FIGURE 6.

Schematic diagrams illustrating the neuronal and spine morphology of monkey area 46 in response to aging, surgical menopause (ovariectomy), and hormonal manipulations and how these relate to working memory performance. Young ovariectomized monkeys treated with cyclic estradiol (E) or vehicle and aged ovariectomized monkeys treated with cyclic estradiol perform equally well on the delayed response test of working memory. Compared with young treated with cyclic E, the young receiving vehicle have lower spine density, but longer dendritic length; consequently, these two young groups have comparable numbers of spines per neuron.

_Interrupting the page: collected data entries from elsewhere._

//! Prebuilt artifact index.
//!
//! Maps module names to artifact locations, partitioned by artifact kind.
//! Built once per run — from artifacts the resolved graph declares plus
//! artifacts discovered by convention under the binaries directory — and
//! immutable afterwards: `hit` and `lookup` never touch the filesystem.

pub mod error;
mod index;

pub use error::{Error, Result};
pub use index::{ArtifactIndex, ArtifactKind};
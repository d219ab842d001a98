//! Package metadata dumps.
//!
//! Writes every package manifest as a standalone pretty-JSON document, one
//! file per package keyed by slug. Useful for inspecting what the resolver
//! handed over without re-running it.

use crate::error::{Error, Result};
use binproxy_core::recreate_dir;
use binproxy_graph::ResolvedGraph;
use std::path::Path;
use tracing::info;

/// Dump all package manifests into `dir`, recreated from scratch.
///
/// Each package is written as `<slug>.json`; when the manifest's display name
/// differs from the slug, a second copy is written under `<name>.json` so
/// both spellings resolve.
pub fn dump_manifests(graph: &ResolvedGraph, dir: &Path) -> Result<()> {
    recreate_dir(dir)?;
    let mut written = 0usize;
    for (_, pkg) in graph.packages() {
        let path = dir.join(format!("{}.json", pkg.slug()));
        let mut data =
            serde_json::to_string_pretty(&pkg.manifest).map_err(|e| Error::Serialize {
                path: path.clone(),
                source: e,
            })?;
        data.push('\n');
        std::fs::write(&path, &data).map_err(|e| Error::Write {
            path: path.clone(),
            source: e,
        })?;
        written += 1;
        if pkg.manifest.name != pkg.slug() {
            let alias = dir.join(format!("{}.json", pkg.manifest.name));
            std::fs::write(&alias, &data).map_err(|e| Error::Write {
                path: alias.clone(),
                source: e,
            })?;
        }
    }
    info!(packages = written, dir = %dir.display(), "metadata dumped");
    Ok(())
}
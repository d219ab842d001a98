//! Path math used when rewriting manifests.

use std::path::{Component, Path, PathBuf};

/// Express `path` relative to `base` using `..` components where needed.
///
/// Both paths are interpreted lexically; neither is touched on disk. Rewritten
/// manifests must reference artifacts and shared directories by relative path
/// so the generated workspace stays relocatable.
#[must_use]
pub fn relative_from(path: &Path, base: &Path) -> PathBuf {
    let path: Vec<Component<'_>> = path.components().collect();
    let base: Vec<Component<'_>> = base.components().collect();

    let common = path
        .iter()
        .zip(base.iter())
        .take_while(|(a, b)| a == b)
        .count();

    let mut result = PathBuf::new();
    for _ in common..base.len() {
        result.push("..");
    }
    for component in &path[common..] {
        result.push(component);
    }
    if result.as_os_str().is_empty() {
        result.push(".");
    }
    result
}

/// The file stem of a path as a string, or an empty string if it has none.
#[must_use]
pub fn stem(path: &Path) -> &str {
    path.file_stem().and_then(|s| s.to_str()).unwrap_or("")
}

/// The final path component as a string, or an empty string if it has none.
#[must_use]
pub fn basename(path: &Path) -> &str {
    path.file_name().and_then(|s| s.to_str()).unwrap_or("")
}

#[cfg(test)]
mod tests {
    use super::*;

    #[test]
    fn relative_from_sibling() {
        assert_eq!(
            relative_from(Path::new("/a/b/c"), Path::new("/a/b/d")),
            PathBuf::from("../c")
        );
    }

    #[test]
    fn relative_from_descendant() {
        assert_eq!(
            relative_from(Path::new("/a/b/c"), Path::new("/a")),
            PathBuf::from("b/c")
        );
    }

    #[test]
    fn relative_from_ancestor() {
        assert_eq!(
            relative_from(Path::new("/a"), Path::new("/a/b/c")),
            PathBuf::from("../..")
        );
    }

    #[test]
    fn relative_from_same_path() {
        assert_eq!(
            relative_from(Path::new("/a/b"), Path::new("/a/b")),
            PathBuf::from(".")
        );
    }

    #[test]
    fn relative_from_disjoint() {
        assert_eq!(
            relative_from(Path::new("/x/y"), Path::new("/a/b")),
            PathBuf::from("../../x/y")
        );
    }

    #[test]
    fn stem_and_basename() {
        assert_eq!(stem(Path::new("/p/Foo.lib")), "Foo");
        assert_eq!(basename(Path::new("/p/Foo.lib")), "Foo.lib");
    }
}
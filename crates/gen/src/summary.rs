//! Graph summary emission.
//!
//! One JSON document describing the substitution outcome, written at the
//! output root after every builder has succeeded. Downstream tooling keys off
//! qualified module names (`<package-slug>/<module>`); all maps are sorted so
//! the file diffs cleanly between runs. Schema:
//! `{"deps": {string: [string]}, "cache": {string: string|null},
//!   "macros": {string: [string]}}`.

use crate::error::{Error, Result};
use binproxy_core::ensure_dir;
use binproxy_graph::query::recursive_modules_of;
use binproxy_graph::ResolvedGraph;
use binproxy_index::{ArtifactIndex, ArtifactKind};
use serde::Serialize;
use std::collections::BTreeMap;
use std::path::Path;
use tracing::info;

/// Filename of the summary document at the output root.
pub const SUMMARY_FILENAME: &str = "graph.json";

/// The substitution summary for one generation run.
#[derive(Debug, Serialize)]
pub struct GraphSummary {
    /// Direct qualified dependencies of every reachable module.
    pub deps: BTreeMap<String, Vec<String>>,
    /// Artifact path backing each reachable module, or null on a miss.
    pub cache: BTreeMap<String, Option<String>>,
    /// Plugin artifact paths each root module needs transitively.
    pub macros: BTreeMap<String, Vec<String>>,
}

impl GraphSummary {
    /// Compute the summary for the given graph and index.
    #[must_use]
    pub fn compute(graph: &ResolvedGraph, index: &ArtifactIndex) -> Self {
        let mut deps = BTreeMap::new();
        let mut cache = BTreeMap::new();

        for (id, module) in graph.modules() {
            if !graph.is_reachable(id) {
                continue;
            }
            let key = graph.qualified_name(id);
            let mut successors: Vec<String> = graph
                .module_successors(id)
                .into_iter()
                .map(|m| graph.qualified_name(m))
                .collect();
            successors.sort();
            successors.dedup();
            deps.insert(key.clone(), successors);
            cache.insert(
                key,
                index
                    .lookup(&module.name, None)
                    .map(|p| p.to_string_lossy().into_owned()),
            );
        }

        let mut macros = BTreeMap::new();
        for id in graph.root_modules() {
            let mut plugins: Vec<String> = recursive_modules_of(graph, &[id], true)
                .into_iter()
                .filter(|&m| graph.module(m).kind.is_codegen())
                .filter_map(|m| {
                    index.lookup(&graph.module(m).name, Some(ArtifactKind::Codegen))
                })
                .map(|p| p.to_string_lossy().into_owned())
                .collect();
            plugins.sort();
            plugins.dedup();
            macros.insert(graph.qualified_name(id), plugins);
        }

        Self { deps, cache, macros }
    }

    /// Write the summary as pretty JSON to `<out_dir>/graph.json`.
    pub fn write(&self, out_dir: &Path) -> Result<()> {
        ensure_dir(out_dir)?;
        let path = out_dir.join(SUMMARY_FILENAME);
        let mut data = serde_json::to_string_pretty(self).map_err(|e| Error::Serialize {
            path: path.clone(),
            source: e,
        })?;
        data.push('\n');
        std::fs::write(&path, data).map_err(|e| Error::Write { path, source: e })?;
        info!(
            modules = self.deps.len(),
            hits = self.cache.values().filter(|h| h.is_some()).count(),
            "summary written"
        );
        Ok(())
    }
}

Aging results in decreased spine density, a selective loss of small thin spines, and a relative increase in mushroom spines. Aging combined with loss of cyclic E results in a further loss of thin spines such that these monkeys only have one-third the density of thin spines compared with the young cyclic E-treated subjects. Treatment regimens that included continuous E alone (Cont E), continuous E with cyclic or continuous progesterone (Cont E +P), or cyclic E with cyclic P (Cyc E +P) resulted in spine densities and morphologies that were comparable to vehicle treatment in aged ovariectomized monkeys. None of these treatments in aged ovariectomized monkeys restored working memory. Diagrams were drawn based on findings from Hao et al. (67) and Ohm et al. (159) and updated from Hara and Morrison (68). Only apical dendrites are drawn for simplicity, but similar changes occur in basal dendrites and throughout distal higher order dendrites.